━━━━━ Provided records

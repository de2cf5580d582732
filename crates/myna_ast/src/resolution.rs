// myna_ast/resolution - resolver-produced declarations and reference outcomes
use crate::types::{Modifiers, SemanticType};
use serde::{Deserialize, Serialize};
use std::collections::BTreeMap;

/// Index of a declaration in the unit's [`DeclTable`].
#[derive(
    Debug, Clone, Copy, PartialEq, Eq, Hash, PartialOrd, Ord, Serialize, Deserialize,
)]
pub struct DeclId(pub u32);

/// What a reference resolved to, decided by the external resolver before
/// generation starts.
#[derive(Debug, Clone, PartialEq, Serialize, Deserialize)]
pub enum ResolvedTarget {
    Unresolved,
    Method(DeclId),
    Field(DeclId),
    Variable(DeclId),
    Class(DeclId),
    /// A property only known dynamically; carries the property name.
    DynamicProperty(String),
}

/// Resolution outcome for one syntactic reference: target, generic-parameter
/// substitution, and whether the reference used property syntax over an
/// accessor method.
#[derive(Debug, Clone, PartialEq, Serialize, Deserialize)]
pub struct ResolvedRef {
    pub target: ResolvedTarget,
    pub substitution: BTreeMap<String, SemanticType>,
    pub via_property: bool,
}

impl ResolvedRef {
    pub fn unresolved() -> Self {
        Self {
            target: ResolvedTarget::Unresolved,
            substitution: BTreeMap::new(),
            via_property: false,
        }
    }

    pub fn method(id: DeclId) -> Self {
        Self {
            target: ResolvedTarget::Method(id),
            substitution: BTreeMap::new(),
            via_property: false,
        }
    }

    /// An accessor method reached through property syntax.
    pub fn property(accessor: DeclId) -> Self {
        Self {
            target: ResolvedTarget::Method(accessor),
            substitution: BTreeMap::new(),
            via_property: true,
        }
    }

    pub fn field(id: DeclId) -> Self {
        Self {
            target: ResolvedTarget::Field(id),
            substitution: BTreeMap::new(),
            via_property: false,
        }
    }

    pub fn variable(id: DeclId) -> Self {
        Self {
            target: ResolvedTarget::Variable(id),
            substitution: BTreeMap::new(),
            via_property: false,
        }
    }

    pub fn class(id: DeclId) -> Self {
        Self {
            target: ResolvedTarget::Class(id),
            substitution: BTreeMap::new(),
            via_property: false,
        }
    }

    pub fn dynamic(name: &str) -> Self {
        Self {
            target: ResolvedTarget::DynamicProperty(name.to_string()),
            substitution: BTreeMap::new(),
            via_property: false,
        }
    }

    pub fn with_substitution(mut self, substitution: BTreeMap<String, SemanticType>) -> Self {
        self.substitution = substitution;
        self
    }

    pub fn method_id(&self) -> Option<DeclId> {
        match self.target {
            ResolvedTarget::Method(id) => Some(id),
            _ => None,
        }
    }

    pub fn is_unresolved(&self) -> bool {
        matches!(self.target, ResolvedTarget::Unresolved)
    }
}

/// Accessor classification of a resolved method.
#[derive(Debug, Clone, Copy, PartialEq, Eq, Serialize, Deserialize)]
pub enum AccessorKind {
    None,
    Getter,
    Setter,
}

#[derive(Debug, Clone, PartialEq, Serialize, Deserialize)]
pub struct ParamDecl {
    pub name: String,
    /// `None` for untyped parameters; the effective type comes from
    /// call-site inference.
    pub declared_type: Option<SemanticType>,
    pub has_default: bool,
}

impl ParamDecl {
    pub fn new(name: &str, declared_type: Option<SemanticType>) -> Self {
        Self {
            name: name.to_string(),
            declared_type,
            has_default: false,
        }
    }
}

#[derive(Debug, Clone, PartialEq, Serialize, Deserialize)]
pub struct MethodDecl {
    pub name: String,
    pub owner: Option<DeclId>,
    pub parameters: Vec<ParamDecl>,
    /// `None` for untyped methods; defaults to the root object type.
    pub return_type: Option<SemanticType>,
    pub is_varargs: bool,
    pub is_constructor: bool,
    pub accessor: AccessorKind,
    pub modifiers: Modifiers,
}

impl MethodDecl {
    pub fn new(name: &str, parameters: Vec<ParamDecl>, return_type: Option<SemanticType>) -> Self {
        Self {
            name: name.to_string(),
            owner: None,
            parameters,
            return_type,
            is_varargs: false,
            is_constructor: false,
            accessor: AccessorKind::None,
            modifiers: Modifiers::default(),
        }
    }

    pub fn is_static(&self) -> bool {
        self.modifiers.is_static
    }

    /// Property name behind a `getFoo`/`setFoo`/`isFoo` accessor.
    pub fn property_name(&self) -> Option<String> {
        let stripped = self
            .name
            .strip_prefix("get")
            .or_else(|| self.name.strip_prefix("set"))
            .or_else(|| self.name.strip_prefix("is"))?;
        let mut chars = stripped.chars();
        let first = chars.next()?;
        Some(first.to_lowercase().collect::<String>() + chars.as_str())
    }
}

#[derive(Debug, Clone, PartialEq, Serialize, Deserialize)]
pub struct FieldDecl {
    pub name: String,
    pub owner: Option<DeclId>,
    pub declared_type: Option<SemanticType>,
    pub modifiers: Modifiers,
}

impl FieldDecl {
    pub fn is_static(&self) -> bool {
        self.modifiers.is_static
    }
}

#[derive(Debug, Clone, PartialEq, Serialize, Deserialize)]
pub struct VariableDecl {
    pub name: String,
    pub declared_type: Option<SemanticType>,
    pub is_final: bool,
}

impl VariableDecl {
    pub fn new(name: &str, declared_type: Option<SemanticType>) -> Self {
        Self {
            name: name.to_string(),
            declared_type,
            is_final: false,
        }
    }
}

#[derive(Debug, Clone, Copy, PartialEq, Eq, Serialize, Deserialize)]
pub enum TypeKind {
    Class,
    Interface,
}

#[derive(Debug, Clone, PartialEq, Serialize, Deserialize)]
pub struct ClassDecl {
    pub name: String,
    pub qualified_name: String,
    pub kind: TypeKind,
    pub type_parameters: Vec<String>,
    pub super_class: Option<SemanticType>,
    pub interfaces: Vec<SemanticType>,
    /// Member signatures, for method-by-name/arity lookup.
    pub methods: Vec<DeclId>,
    pub fields: Vec<DeclId>,
    pub modifiers: Modifiers,
}

impl ClassDecl {
    pub fn new(name: &str) -> Self {
        Self {
            name: name.to_string(),
            qualified_name: name.to_string(),
            kind: TypeKind::Class,
            type_parameters: vec![],
            super_class: None,
            interfaces: vec![],
            methods: vec![],
            fields: vec![],
            modifiers: Modifiers::default(),
        }
    }
}

#[derive(Debug, Clone, PartialEq, Serialize, Deserialize)]
pub enum Declaration {
    Class(ClassDecl),
    Method(MethodDecl),
    Field(FieldDecl),
    Variable(VariableDecl),
    Parameter(ParamDecl),
}

/// Arena of declarations referenced by [`DeclId`]. Nodes never alias, so a
/// plain vector indexed by id is enough.
#[derive(Debug, Clone, Default, PartialEq, Serialize, Deserialize)]
pub struct DeclTable {
    decls: Vec<Declaration>,
}

impl DeclTable {
    pub fn new() -> Self {
        Self::default()
    }

    pub fn insert(&mut self, decl: Declaration) -> DeclId {
        let id = DeclId(self.decls.len() as u32);
        self.decls.push(decl);
        id
    }

    pub fn get(&self, id: DeclId) -> Option<&Declaration> {
        self.decls.get(id.0 as usize)
    }

    pub fn method(&self, id: DeclId) -> Option<&MethodDecl> {
        match self.get(id) {
            Some(Declaration::Method(method)) => Some(method),
            _ => None,
        }
    }

    pub fn class(&self, id: DeclId) -> Option<&ClassDecl> {
        match self.get(id) {
            Some(Declaration::Class(class)) => Some(class),
            _ => None,
        }
    }

    pub fn field(&self, id: DeclId) -> Option<&FieldDecl> {
        match self.get(id) {
            Some(Declaration::Field(field)) => Some(field),
            _ => None,
        }
    }

    pub fn variable(&self, id: DeclId) -> Option<&VariableDecl> {
        match self.get(id) {
            Some(Declaration::Variable(variable)) => Some(variable),
            _ => None,
        }
    }

    pub fn parameter(&self, id: DeclId) -> Option<&ParamDecl> {
        match self.get(id) {
            Some(Declaration::Parameter(parameter)) => Some(parameter),
            _ => None,
        }
    }

    /// Declared name of any declaration kind.
    pub fn name_of(&self, id: DeclId) -> Option<&str> {
        match self.get(id)? {
            Declaration::Class(class) => Some(&class.name),
            Declaration::Method(method) => Some(&method.name),
            Declaration::Field(field) => Some(&field.name),
            Declaration::Variable(variable) => Some(&variable.name),
            Declaration::Parameter(parameter) => Some(&parameter.name),
        }
    }

    pub fn len(&self) -> usize {
        self.decls.len()
    }

    pub fn is_empty(&self) -> bool {
        self.decls.is_empty()
    }
}
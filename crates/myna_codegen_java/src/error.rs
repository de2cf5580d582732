use myna_ast::Span;
use thiserror::Error;

/// Error variants produced while rendering a resolved tree as Java source.
#[derive(Debug, Clone, PartialEq, Error)]
pub enum CodeGenError {
    /// The resolved tree contains a construct with no defined rewrite.
    /// Fatal to the current unit; other units are unaffected.
    #[error("Unsupported construct: {construct}")]
    UnsupportedConstruct {
        construct: String,
        span: Option<Span>,
    },

    /// The resolver/generator contract was violated: a reference resolved to
    /// an unexpected kind, or a required child is absent.
    #[error("Internal consistency error: {message}")]
    InternalInconsistency {
        message: String,
        span: Option<Span>,
    },

    #[error("Type generation error: {message}")]
    TypeGenerationError { message: String },
}

/// Non-fatal note recorded when generation falls back to the dynamic
/// property/binding protocol instead of a direct member access.
#[derive(Debug, Clone, PartialEq)]
pub struct ConversionCaveat {
    pub message: String,
    pub span: Option<Span>,
}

━━━━━━━━━━

**Task objective**
Look through the records and copy down every line that holds "chars".

**Solution to the problem**
        let mut chars = stripped.chars();
        let first = chars.next()?;
        Some(first.to_lowercase().collect::<String>() + chars.as_str())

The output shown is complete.